José 'Pepe' Treviño no quiere entrar en polémica con Ramón Maradiaga, entrenador del Marathón, que les pidió que salgan más ofensivos en el juego de vuelta de la semifinal.
Luego del 0-0 entre Motagua y el cuadro verdolaga, el técnico de los sampedranos dejó claro que “con diez jugadores tirados atrás es fácil ir invictos”, refiriéndose a la racha de partidos que llevan sin perder los azules (23).
Maradiaga también les hizo un llamado a sus exdirigidos: “Si me ganan, que sea atacándome y no esperando un error de nosotros”.
Con todo ello, el estratega del Ciclón buscó a toda costa no tocar el tema. “Ramón (Primitivo Maradiaga) puede decir lo que quiere. Ha ganado su derecho con tantas cosas que ha logrado, es una persona a la que respeto mucho”, manifestó poco antes de subir al autobús que los trasladó a Tegucigalpa, donde mañana a partir de las 7:30 pm recibirán al Marathón en el juego de vuelta.
Pepe prefiere mantenerse cauto y no canta victoria. “Faltan noventa minutos, no sabemos qué es lo que sucederá. Aquí ya comenzamos a preparar el juego y pensar en lo que haremos en el juego de vuelta”, apuntó.
Motagua hizo ayer por la mañana trabajos de estiramiento en el hotel donde se hospedó. “Se hicieron trabajos regenerativos con los jugadores que participaron el miércoles y algunos trabajos específicos con el resto del grupo”, detalló Juan Bertani, preparador físico del club.
Agregó que están analizando aún a Georgie Welcome, quien salió lesionado el miércoles. Aunque la improvisada práctica fue muy exigente para el grupo que no jugó en la ida, con Rambo de León fue imposible que fuera monótona.

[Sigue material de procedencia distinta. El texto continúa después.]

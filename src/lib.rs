pub mod adapters;
pub mod artifact;
pub mod config;
pub mod crypto;
pub mod domain;
pub mod emissor;
pub mod pki;
pub mod server;
pub mod setup;
pub mod store;
pub mod telemetry;
pub mod vault;
pub mod xmldsig;
pub mod certificate;
#[cfg(any(test, feature = "test-util"))]
pub mod test_certs;

pub use certificate::{CertificateError, CertificateSummary, Credentials, extract};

La primera ocurrencia fue que por un momento se le olvidó que estaba entrenándose y salió para tomarse unas fotos con unas damas que llegaron a un salón aledaño al lugar donde tenían lugar los entrenamientos.
Luego, “el Rambo de la gente” hizo de las suyas con los mangos de unos de los árboles del lugar. Su intención era bajar un mango papaya que aparentaba estar maduro. Insistió en pegarle con una piedra, pero no lo logró y bajó unos diez a los que no les estaba apuntando. “Nunca encontré una buena piedra, así que mejor no sigo”, dijo de forma muy peculiar.
Al final solo se llevó dos frutos verdes y los demás se los comieron los jugadores y algunos colaboradores del equipo, que se mofaron de la falta de puntería del porteño.
Ya un poco más serio, Rambo se refirió al próximo duelo. Sobre las declaraciones de Primitivo apoyó en algo. “Debemos ser ofensivos porque necesitamos ganar. El problema es que hay algunos jugadores que se relajan y eso nos puede perjudicar”, señaló.